-- DATA LISTING follows --

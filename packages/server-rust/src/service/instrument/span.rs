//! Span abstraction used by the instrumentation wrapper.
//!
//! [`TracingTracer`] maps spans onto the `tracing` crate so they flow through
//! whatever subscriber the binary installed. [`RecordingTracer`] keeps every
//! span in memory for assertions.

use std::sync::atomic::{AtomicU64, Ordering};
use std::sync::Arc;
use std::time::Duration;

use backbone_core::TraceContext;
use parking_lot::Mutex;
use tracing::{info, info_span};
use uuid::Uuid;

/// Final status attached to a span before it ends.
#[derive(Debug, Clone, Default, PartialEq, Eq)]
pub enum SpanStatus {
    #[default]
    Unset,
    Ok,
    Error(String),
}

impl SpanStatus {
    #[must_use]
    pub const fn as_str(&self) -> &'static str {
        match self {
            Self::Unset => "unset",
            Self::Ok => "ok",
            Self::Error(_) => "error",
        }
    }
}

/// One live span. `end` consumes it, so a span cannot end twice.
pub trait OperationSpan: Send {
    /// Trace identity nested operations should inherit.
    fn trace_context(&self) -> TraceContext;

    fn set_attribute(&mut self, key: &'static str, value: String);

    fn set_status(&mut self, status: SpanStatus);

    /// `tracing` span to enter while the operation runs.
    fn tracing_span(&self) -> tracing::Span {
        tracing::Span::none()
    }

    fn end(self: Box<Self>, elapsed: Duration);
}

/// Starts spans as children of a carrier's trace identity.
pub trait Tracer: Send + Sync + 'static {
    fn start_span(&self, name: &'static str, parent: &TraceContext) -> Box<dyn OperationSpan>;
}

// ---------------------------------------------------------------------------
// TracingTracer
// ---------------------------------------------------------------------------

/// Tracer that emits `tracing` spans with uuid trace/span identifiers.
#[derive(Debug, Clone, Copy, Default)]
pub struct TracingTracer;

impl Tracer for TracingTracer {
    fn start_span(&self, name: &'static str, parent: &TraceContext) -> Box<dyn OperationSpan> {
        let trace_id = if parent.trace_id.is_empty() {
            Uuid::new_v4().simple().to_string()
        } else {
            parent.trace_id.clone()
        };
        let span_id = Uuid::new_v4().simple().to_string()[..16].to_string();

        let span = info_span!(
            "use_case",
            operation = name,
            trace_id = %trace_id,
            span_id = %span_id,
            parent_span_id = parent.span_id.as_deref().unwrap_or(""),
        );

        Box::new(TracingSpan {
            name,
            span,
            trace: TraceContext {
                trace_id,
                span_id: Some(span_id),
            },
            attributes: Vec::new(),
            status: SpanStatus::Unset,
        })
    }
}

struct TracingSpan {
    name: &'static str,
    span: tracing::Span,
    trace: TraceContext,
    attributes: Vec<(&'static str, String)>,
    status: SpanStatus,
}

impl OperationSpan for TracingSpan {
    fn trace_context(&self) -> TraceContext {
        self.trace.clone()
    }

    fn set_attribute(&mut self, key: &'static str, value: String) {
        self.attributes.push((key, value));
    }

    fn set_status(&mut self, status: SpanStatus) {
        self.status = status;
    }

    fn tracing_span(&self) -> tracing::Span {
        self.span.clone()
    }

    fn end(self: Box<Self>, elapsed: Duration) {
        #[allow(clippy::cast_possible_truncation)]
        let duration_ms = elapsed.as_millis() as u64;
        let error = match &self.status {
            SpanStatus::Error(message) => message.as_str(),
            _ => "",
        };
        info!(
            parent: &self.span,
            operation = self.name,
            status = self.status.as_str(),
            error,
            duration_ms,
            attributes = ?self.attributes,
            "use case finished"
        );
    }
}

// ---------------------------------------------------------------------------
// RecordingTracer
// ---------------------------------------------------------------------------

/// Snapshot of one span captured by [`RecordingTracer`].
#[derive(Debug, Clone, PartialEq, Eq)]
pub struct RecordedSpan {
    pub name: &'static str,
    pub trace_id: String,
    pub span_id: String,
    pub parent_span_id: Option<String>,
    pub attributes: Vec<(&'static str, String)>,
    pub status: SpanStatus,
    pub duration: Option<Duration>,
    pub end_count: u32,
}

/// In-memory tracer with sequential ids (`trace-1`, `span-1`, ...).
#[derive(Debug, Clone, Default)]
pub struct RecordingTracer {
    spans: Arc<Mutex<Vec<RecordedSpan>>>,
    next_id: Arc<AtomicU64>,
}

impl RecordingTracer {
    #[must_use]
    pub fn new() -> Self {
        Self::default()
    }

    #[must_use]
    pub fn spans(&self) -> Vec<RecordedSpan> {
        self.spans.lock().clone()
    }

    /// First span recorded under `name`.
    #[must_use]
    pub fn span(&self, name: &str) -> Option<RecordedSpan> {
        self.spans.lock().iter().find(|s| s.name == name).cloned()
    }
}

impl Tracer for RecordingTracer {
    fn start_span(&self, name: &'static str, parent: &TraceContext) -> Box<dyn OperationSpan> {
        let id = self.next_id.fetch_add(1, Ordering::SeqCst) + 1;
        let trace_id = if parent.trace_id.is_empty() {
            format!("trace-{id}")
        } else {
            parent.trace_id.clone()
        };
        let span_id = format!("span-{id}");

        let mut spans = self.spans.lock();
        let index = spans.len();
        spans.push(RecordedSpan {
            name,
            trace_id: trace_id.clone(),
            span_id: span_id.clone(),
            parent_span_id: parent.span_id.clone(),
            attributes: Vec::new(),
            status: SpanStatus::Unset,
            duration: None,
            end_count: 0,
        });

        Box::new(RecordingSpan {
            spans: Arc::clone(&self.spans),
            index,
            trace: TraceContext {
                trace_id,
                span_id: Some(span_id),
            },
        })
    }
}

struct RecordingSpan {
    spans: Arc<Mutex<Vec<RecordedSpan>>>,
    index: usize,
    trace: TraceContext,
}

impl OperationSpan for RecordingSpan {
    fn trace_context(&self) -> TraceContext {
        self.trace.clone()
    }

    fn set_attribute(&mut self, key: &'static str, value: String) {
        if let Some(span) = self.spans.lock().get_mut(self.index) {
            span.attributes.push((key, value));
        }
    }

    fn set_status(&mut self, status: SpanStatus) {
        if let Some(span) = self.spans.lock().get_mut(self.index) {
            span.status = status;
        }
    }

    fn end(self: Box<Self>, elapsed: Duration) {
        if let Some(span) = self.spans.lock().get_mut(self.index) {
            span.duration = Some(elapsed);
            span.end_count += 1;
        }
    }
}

-- DATA LISTING concluded --

■ **WORK REQUIRED**
Within these records, how many lines include the word "TracingSpan"? The reply should be that number alone.

■ **RESPONSE**
3